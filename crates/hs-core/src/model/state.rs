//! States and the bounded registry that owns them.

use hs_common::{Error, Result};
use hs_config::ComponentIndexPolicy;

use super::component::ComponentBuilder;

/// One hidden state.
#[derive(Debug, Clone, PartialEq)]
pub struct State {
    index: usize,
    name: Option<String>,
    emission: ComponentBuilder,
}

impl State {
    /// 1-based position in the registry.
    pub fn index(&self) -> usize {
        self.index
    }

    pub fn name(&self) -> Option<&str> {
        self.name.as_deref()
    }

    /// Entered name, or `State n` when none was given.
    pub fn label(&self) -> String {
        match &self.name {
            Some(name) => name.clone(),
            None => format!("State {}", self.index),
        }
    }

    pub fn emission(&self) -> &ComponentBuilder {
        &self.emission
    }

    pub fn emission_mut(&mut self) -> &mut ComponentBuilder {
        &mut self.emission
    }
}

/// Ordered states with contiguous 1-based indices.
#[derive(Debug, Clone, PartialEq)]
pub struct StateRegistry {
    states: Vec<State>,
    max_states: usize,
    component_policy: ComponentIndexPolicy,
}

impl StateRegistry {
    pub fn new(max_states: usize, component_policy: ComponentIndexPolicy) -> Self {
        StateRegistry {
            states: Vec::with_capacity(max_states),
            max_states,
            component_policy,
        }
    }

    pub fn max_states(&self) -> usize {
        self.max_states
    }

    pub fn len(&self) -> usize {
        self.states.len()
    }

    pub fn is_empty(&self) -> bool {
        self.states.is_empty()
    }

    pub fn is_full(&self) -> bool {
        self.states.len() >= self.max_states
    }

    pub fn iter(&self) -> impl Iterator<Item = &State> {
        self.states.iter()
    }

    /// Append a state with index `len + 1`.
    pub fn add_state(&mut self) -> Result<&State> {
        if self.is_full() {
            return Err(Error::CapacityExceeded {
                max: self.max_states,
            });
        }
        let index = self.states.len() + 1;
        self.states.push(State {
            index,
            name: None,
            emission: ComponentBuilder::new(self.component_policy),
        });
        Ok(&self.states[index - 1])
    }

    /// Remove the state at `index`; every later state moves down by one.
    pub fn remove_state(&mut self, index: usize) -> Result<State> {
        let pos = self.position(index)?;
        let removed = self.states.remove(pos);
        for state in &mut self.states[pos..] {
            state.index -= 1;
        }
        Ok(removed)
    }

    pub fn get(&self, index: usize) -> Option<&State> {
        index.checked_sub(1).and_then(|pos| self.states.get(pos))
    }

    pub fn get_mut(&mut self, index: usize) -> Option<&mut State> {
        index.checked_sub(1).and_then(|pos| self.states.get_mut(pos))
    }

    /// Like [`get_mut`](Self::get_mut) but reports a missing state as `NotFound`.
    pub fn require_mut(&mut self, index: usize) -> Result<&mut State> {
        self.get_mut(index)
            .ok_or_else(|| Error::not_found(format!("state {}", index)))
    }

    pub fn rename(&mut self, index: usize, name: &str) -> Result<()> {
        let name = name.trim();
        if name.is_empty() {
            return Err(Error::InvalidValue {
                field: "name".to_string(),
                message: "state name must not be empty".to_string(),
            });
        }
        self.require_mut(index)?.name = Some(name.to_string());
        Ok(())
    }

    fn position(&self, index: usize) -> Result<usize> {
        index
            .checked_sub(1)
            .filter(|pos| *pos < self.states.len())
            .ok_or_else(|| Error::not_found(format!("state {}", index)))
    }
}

-----

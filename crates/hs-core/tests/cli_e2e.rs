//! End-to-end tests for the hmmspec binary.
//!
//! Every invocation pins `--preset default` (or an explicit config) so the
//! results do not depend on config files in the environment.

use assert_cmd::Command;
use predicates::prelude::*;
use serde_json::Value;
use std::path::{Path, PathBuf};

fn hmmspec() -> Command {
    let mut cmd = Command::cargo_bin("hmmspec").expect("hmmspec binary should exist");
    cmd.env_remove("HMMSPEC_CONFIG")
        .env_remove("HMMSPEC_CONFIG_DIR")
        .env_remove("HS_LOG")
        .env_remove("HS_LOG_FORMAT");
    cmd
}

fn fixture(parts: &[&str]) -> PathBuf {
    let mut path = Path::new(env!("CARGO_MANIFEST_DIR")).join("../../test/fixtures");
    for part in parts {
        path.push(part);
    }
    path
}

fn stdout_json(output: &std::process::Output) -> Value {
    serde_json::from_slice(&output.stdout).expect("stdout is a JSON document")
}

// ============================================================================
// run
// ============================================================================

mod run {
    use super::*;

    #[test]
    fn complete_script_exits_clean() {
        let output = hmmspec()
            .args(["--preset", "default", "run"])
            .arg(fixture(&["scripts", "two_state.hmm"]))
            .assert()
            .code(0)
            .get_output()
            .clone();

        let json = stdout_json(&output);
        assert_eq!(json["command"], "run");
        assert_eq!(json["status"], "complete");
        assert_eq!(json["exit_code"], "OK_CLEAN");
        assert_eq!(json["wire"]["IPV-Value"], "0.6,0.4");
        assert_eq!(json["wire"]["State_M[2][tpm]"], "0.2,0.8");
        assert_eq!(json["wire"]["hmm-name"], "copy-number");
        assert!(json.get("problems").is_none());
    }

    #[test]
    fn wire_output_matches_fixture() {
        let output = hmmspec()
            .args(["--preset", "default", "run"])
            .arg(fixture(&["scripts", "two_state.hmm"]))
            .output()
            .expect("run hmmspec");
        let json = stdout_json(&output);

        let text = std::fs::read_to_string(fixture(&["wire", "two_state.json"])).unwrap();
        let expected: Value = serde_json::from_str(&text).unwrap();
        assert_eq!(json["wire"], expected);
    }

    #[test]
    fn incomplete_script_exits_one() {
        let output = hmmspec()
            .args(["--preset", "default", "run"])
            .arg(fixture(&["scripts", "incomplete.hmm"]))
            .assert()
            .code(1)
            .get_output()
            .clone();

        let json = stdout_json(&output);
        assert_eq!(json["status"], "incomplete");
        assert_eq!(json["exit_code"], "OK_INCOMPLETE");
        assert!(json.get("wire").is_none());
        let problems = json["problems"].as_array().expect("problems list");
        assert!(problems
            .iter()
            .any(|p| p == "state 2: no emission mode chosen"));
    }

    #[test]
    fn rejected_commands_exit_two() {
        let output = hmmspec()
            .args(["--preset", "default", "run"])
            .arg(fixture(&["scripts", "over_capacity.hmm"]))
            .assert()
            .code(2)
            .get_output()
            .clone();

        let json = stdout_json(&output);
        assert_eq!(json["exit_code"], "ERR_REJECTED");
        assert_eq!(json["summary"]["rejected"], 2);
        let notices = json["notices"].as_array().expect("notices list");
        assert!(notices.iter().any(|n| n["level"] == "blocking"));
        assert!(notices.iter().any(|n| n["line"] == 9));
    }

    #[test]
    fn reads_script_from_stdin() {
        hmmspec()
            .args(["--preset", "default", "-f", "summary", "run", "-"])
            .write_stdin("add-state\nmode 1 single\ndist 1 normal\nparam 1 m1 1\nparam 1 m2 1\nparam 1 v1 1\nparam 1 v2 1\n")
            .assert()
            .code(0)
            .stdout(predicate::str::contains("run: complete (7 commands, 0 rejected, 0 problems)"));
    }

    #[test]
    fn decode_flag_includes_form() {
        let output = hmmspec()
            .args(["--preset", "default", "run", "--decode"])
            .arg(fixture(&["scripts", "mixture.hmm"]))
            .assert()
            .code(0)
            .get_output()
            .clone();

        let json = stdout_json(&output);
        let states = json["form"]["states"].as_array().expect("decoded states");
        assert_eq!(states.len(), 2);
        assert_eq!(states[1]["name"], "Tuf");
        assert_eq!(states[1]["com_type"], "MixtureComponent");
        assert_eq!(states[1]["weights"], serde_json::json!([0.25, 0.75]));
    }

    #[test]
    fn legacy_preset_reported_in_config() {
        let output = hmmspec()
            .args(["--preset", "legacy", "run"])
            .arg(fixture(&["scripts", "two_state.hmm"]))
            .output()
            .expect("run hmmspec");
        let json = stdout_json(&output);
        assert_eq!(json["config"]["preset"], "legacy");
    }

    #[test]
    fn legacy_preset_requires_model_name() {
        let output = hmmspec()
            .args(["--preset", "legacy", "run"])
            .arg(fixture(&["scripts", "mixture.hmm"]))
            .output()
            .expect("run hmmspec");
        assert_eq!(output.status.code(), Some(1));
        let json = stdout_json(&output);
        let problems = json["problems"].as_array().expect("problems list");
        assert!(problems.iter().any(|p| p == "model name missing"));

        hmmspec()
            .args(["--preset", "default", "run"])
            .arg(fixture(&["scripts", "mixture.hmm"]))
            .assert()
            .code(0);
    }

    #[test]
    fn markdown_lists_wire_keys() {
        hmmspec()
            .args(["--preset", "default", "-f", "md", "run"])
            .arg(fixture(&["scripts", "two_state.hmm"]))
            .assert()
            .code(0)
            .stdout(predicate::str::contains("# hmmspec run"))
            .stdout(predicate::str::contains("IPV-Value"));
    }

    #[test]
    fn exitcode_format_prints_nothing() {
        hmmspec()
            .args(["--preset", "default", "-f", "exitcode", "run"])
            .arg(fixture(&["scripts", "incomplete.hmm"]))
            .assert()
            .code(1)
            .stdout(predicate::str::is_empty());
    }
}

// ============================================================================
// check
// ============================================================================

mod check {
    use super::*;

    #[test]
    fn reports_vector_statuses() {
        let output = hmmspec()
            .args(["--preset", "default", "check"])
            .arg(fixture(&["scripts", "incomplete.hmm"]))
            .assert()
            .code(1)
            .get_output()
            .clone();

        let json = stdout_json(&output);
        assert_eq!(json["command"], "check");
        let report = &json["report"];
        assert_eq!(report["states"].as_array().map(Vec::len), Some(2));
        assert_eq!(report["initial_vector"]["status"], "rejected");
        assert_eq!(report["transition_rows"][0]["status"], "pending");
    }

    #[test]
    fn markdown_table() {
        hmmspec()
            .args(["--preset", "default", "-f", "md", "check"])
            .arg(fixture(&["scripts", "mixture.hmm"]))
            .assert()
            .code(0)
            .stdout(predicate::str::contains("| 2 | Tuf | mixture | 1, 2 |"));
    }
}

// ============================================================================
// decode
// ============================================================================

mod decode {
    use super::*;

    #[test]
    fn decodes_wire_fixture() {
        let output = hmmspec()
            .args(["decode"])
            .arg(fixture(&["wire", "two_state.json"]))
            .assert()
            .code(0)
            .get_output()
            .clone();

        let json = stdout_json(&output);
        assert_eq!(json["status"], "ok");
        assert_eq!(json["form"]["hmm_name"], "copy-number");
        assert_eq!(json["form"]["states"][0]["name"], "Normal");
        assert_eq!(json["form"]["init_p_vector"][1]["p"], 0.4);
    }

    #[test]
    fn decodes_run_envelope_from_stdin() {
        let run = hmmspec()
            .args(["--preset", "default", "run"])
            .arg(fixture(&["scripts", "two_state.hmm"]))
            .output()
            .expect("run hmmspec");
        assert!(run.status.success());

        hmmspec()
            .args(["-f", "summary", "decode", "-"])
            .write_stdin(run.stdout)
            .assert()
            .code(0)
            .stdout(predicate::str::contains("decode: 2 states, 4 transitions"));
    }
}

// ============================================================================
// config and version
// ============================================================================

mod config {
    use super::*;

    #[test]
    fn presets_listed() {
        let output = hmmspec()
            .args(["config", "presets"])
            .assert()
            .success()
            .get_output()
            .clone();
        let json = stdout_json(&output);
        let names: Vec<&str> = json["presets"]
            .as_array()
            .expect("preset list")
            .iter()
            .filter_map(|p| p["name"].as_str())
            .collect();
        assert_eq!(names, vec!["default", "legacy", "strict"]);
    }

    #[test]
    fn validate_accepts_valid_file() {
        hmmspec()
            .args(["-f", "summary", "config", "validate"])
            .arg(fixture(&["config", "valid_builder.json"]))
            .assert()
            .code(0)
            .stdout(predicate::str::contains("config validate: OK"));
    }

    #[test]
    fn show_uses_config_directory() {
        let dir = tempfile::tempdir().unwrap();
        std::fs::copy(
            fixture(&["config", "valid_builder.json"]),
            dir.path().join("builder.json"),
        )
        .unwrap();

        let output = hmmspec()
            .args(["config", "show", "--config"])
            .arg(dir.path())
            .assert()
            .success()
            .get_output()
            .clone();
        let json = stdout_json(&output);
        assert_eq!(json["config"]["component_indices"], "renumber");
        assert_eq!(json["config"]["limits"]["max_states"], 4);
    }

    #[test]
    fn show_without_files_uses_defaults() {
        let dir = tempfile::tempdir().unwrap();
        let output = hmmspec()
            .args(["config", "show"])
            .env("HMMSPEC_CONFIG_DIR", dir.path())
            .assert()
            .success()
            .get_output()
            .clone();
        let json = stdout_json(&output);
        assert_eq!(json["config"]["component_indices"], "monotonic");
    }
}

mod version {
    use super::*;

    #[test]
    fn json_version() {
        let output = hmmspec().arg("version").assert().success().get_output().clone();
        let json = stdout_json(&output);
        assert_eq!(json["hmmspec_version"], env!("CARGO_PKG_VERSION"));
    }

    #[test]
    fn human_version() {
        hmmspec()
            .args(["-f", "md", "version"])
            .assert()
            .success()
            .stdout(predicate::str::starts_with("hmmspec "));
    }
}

-----

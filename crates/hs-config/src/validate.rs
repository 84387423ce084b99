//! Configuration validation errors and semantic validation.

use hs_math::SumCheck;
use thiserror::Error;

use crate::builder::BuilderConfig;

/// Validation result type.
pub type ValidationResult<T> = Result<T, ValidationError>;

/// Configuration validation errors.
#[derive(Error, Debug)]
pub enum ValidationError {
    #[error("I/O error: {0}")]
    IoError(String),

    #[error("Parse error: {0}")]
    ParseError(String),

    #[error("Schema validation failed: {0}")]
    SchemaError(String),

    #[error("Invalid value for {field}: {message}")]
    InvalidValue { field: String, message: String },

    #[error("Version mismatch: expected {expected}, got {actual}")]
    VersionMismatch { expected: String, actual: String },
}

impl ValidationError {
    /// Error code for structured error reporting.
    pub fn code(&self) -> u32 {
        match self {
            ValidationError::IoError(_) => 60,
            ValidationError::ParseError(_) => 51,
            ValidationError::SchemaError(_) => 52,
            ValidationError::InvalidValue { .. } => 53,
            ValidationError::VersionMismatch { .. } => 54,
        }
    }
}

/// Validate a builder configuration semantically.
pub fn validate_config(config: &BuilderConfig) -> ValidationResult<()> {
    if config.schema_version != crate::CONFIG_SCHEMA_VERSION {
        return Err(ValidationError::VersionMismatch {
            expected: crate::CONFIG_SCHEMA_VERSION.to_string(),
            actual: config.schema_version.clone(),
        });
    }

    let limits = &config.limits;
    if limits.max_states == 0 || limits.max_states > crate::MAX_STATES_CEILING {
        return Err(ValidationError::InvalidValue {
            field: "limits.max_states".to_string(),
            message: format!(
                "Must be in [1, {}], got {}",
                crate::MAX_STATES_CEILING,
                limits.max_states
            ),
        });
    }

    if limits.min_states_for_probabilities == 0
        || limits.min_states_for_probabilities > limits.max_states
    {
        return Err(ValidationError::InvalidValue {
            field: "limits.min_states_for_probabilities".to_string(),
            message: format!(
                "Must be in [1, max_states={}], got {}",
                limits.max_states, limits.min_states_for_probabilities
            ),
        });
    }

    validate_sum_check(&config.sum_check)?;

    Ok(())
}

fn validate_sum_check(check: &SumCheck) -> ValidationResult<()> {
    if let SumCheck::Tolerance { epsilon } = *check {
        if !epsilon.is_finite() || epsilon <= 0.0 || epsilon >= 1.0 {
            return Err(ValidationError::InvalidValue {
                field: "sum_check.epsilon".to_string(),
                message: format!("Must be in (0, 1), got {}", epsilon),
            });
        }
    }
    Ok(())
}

-----

**Exercise details:** List each line of the entries that holds the string "based".

**Response to this exercise:**
    /// 1-based position in the registry.
/// Ordered states with contiguous 1-based indices.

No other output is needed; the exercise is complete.